Content starts

//! turnscan: turntable 3D scanning with a depth camera.
//!
//! A scan captures one depth shot per turntable step, filters each shot to
//! the object, rotates every shot into a common frame and turns the fused
//! cloud into a cleaned, oriented point set and a triangle mesh.
//!
//! # Quick Start
//!
//! ```no_run
//! use turnscan::*;
//!
//! fn main() -> Result<()> {
//!     init_logging();
//!
//!     let mut link = TurntableLink::new();
//!     link.connect(Box::new(SerialPortTransport::new("/dev/ttyACM0", DEFAULT_BAUD_RATE)))?;
//!
//!     let camera = ReplayCamera::new();
//!     let mut session = CaptureSession::new(Box::new(camera), link, ScanConfig::default());
//!     session.start()?;
//!     while session.is_running() {
//!         session.tick();
//!     }
//!
//!     let cloud = session.take_combined_cloud()?;
//!     let output = run_pipeline(cloud, MeshConfig::default(), |stage| println!("{stage}"))?;
//!     if let Some(mesh) = &output.mesh {
//!         ObjMeshWriter::default().write_mesh(mesh)?;
//!     }
//!     Ok(())
//! }
//! ```
//!
//! # Crates
//!
//! - [`turnscan_core`]: data model, configuration, fusion, marching cubes
//! - [`turnscan_capture`]: turntable link, background model, capture session
//! - [`turnscan_mesh`]: point set processing, reconstruction, export

use std::path::Path;
use std::sync::Arc;
use std::time::Duration;

pub use turnscan_core::{
    marching_cubes, BackgroundConfig, ClipBox, CloudFuser, CombinedCloud, ExportConfig,
    GridSimplificationConfig, HierarchySimplificationConfig, MeshConfig, NormalEstimationConfig,
    OutlierRemovalConfig, ReconstructionConfig, ReconstructionFailure, Result, Sample,
    ScalarGrid, ScanConfig, ScanError, ScannerSettings, ShotCloud, SmoothingConfig, TriangleMesh,
    Vec2, Vec3,
};

pub use turnscan_capture::{
    available_ports, BackgroundMask, BackgroundModel, CaptureSession, CaptureState, DepthCamera,
    DepthShot, FrameSampler, LinkEvent, LinkState, MockTransport, ReplayCamera,
    SerialPortTransport, SerialTransport, TurntableLink, DEFAULT_BAUD_RATE, FOREGROUND_THRESHOLD,
};

pub use turnscan_mesh::{
    read_ply_points, MeshPipeline, MeshWriter, ObjMeshWriter, PipelineOutput, PipelineStage,
    PlyEncoding, PlyMeshWriter, PlyPointWriter, PointCloudWriter, PointSet, SurfacePoint,
    DEFAULT_MESH_FILE, DEFAULT_POINTS_FILE,
};

/// How often [`run_pipeline`] checks the worker.
const PIPELINE_POLL_INTERVAL: Duration = Duration::from_millis(20);

/// Initializes `env_logger` once; later calls are ignored.
pub fn init_logging() {
    let _ = env_logger::try_init();
}

/// Loads settings from `path`, or returns the defaults if no path is given.
pub fn load_settings(path: Option<&Path>) -> Result<ScannerSettings> {
    match path {
        Some(path) => ScannerSettings::load(path),
        None => Ok(ScannerSettings::default()),
    }
}

/// Runs the mesh pipeline on its worker and waits for the result, calling
/// `on_stage` whenever the reported stage changes.
///
/// The returned output may carry a reconstruction failure; the point set is
/// always present.
pub fn run_pipeline(
    cloud: CombinedCloud,
    config: MeshConfig,
    mut on_stage: impl FnMut(PipelineStage),
) -> Result<Arc<PipelineOutput>> {
    let mut pipeline = MeshPipeline::new();
    pipeline.run(cloud, config)?;

    let mut last = PipelineStage::Idle;
    loop {
        let done = pipeline.poll();
        let stage = pipeline.current_stage();
        if stage != last {
            on_stage(stage);
            last = stage;
        }
        if done {
            break;
        }
        if !pipeline.is_running() {
            // The worker stopped without producing an output
            return Err(ScanError::Export("mesh pipeline stopped unexpectedly".into()));
        }
        std::thread::sleep(PIPELINE_POLL_INTERVAL);
    }

    pipeline
        .finished()
        .ok_or_else(|| ScanError::Export("mesh pipeline produced no output".into()))
}
//! Normal estimation and orientation.
//!
//! Normals come from a plane fit over each point's neighbourhood. Their sign
//! is then made consistent by walking a minimum spanning tree of the
//! neighbourhood graph, where an edge is cheap when the two normals are close
//! to parallel. The walk starts at the highest point (largest `y`), whose
//! normal is oriented towards `+y`. Points the walk never reaches are removed.

use std::cmp::Ordering;
use std::collections::BinaryHeap;

use glam::Vec3;
use turnscan_core::NormalEstimationConfig;

use crate::neighbors::NeighborIndex;
use crate::pca::LocalFrame;
use crate::point_set::PointSet;

/// What a normal estimation run did.
#[derive(Debug, Clone, Copy, Default, PartialEq, Eq)]
pub struct NormalReport {
    /// Points that received an oriented normal.
    pub oriented: usize,
    /// Points removed because no consistent orientation was found.
    pub dropped: usize,
}

/// Estimates and orients a normal for every point, removing points that
/// cannot be oriented.
pub fn estimate_normals(points: &mut PointSet, config: &NormalEstimationConfig) -> NormalReport {
    if points.is_empty() {
        return NormalReport::default();
    }
    let k = config.neighbors.max(2);
    let positions = points.positions();
    let index = NeighborIndex::build(&positions);

    let normals: Vec<Option<Vec3>> = (0..positions.len())
        .map(|i| {
            let neighborhood: Vec<Vec3> = index
                .nearest(positions[i], k + 1)
                .iter()
                .map(|n| positions[n.index])
                .collect();
            if neighborhood.len() < 3 {
                return None;
            }
            LocalFrame::fit(&neighborhood).map(|frame| frame.normal)
        })
        .collect();

    let graph = neighbor_graph(&index, k);
    let oriented = orient(&positions, &normals, &graph);

    let keep: Vec<bool> = oriented.iter().map(Option::is_some).collect();
    for (point, normal) in points.points_mut().iter_mut().zip(&oriented) {
        point.normal = *normal;
    }
    let before = points.len();
    points.retain_flagged(&keep);

    let report = NormalReport {
        oriented: points.len(),
        dropped: before - points.len(),
    };
    log::info!(
        "normal estimation: {} oriented, {} dropped",
        report.oriented,
        report.dropped
    );
    report
}

/// Symmetrized k-nearest-neighbour adjacency.
fn neighbor_graph(index: &NeighborIndex, k: usize) -> Vec<Vec<usize>> {
    let mut graph: Vec<Vec<usize>> = vec![Vec::new(); index.len()];
    for i in 0..index.len() {
        for n in index.neighbors_of(i, k) {
            graph[i].push(n.index);
            graph[n.index].push(i);
        }
    }
    for edges in &mut graph {
        edges.sort_unstable();
        edges.dedup();
    }
    graph
}

#[derive(Debug, Clone, Copy)]
struct Candidate {
    weight: f32,
    node: usize,
    parent: usize,
}

impl PartialEq for Candidate {
    fn eq(&self, other: &Self) -> bool {
        self.cmp(other) == Ordering::Equal
    }
}

impl Eq for Candidate {}

impl PartialOrd for Candidate {
    fn partial_cmp(&self, other: &Self) -> Option<Ordering> {
        Some(self.cmp(other))
    }
}

impl Ord for Candidate {
    // Reversed so the max-heap pops the lightest edge
    fn cmp(&self, other: &Self) -> Ordering {
        other
            .weight
            .total_cmp(&self.weight)
            .then_with(|| other.node.cmp(&self.node))
    }
}

/// Prim's walk over `graph` from the highest point with a normal.
fn orient(positions: &[Vec3], normals: &[Option<Vec3>], graph: &[Vec<usize>]) -> Vec<Option<Vec3>> {
    let mut oriented: Vec<Option<Vec3>> = vec![None; positions.len()];

    let Some(seed) = (0..positions.len())
        .filter(|&i| normals[i].is_some())
        .max_by(|&a, &b| positions[a].y.total_cmp(&positions[b].y))
    else {
        return oriented;
    };

    let mut heap = BinaryHeap::new();
    heap.push(Candidate {
        weight: 0.0,
        node: seed,
        parent: seed,
    });

    while let Some(Candidate { node, parent, .. }) = heap.pop() {
        if oriented[node].is_some() {
            continue;
        }
        let Some(mut normal) = normals[node] else {
            continue;
        };
        let reference = if node == parent {
            Vec3::Y
        } else {
            oriented[parent].unwrap_or(Vec3::Y)
        };
        if normal.dot(reference) < 0.0 {
            normal = -normal;
        }
        oriented[node] = Some(normal);

        for &next in &graph[node] {
            if oriented[next].is_some() {
                continue;
            }
            if let Some(next_normal) = normals[next] {
                heap.push(Candidate {
                    weight: 1.0 - normal.dot(next_normal).abs(),
                    node: next,
                    parent: node,
                });
            }
        }
    }
    oriented
}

Content ends

◆ **EXERCISE GOAL**:
Sift the data above for lines with "NormalReport", then copy each one.

◆ **TASK RESULT**:
pub struct NormalReport {
pub fn estimate_normals(points: &mut PointSet, config: &NormalEstimationConfig) -> NormalReport {
        return NormalReport::default();
    let report = NormalReport {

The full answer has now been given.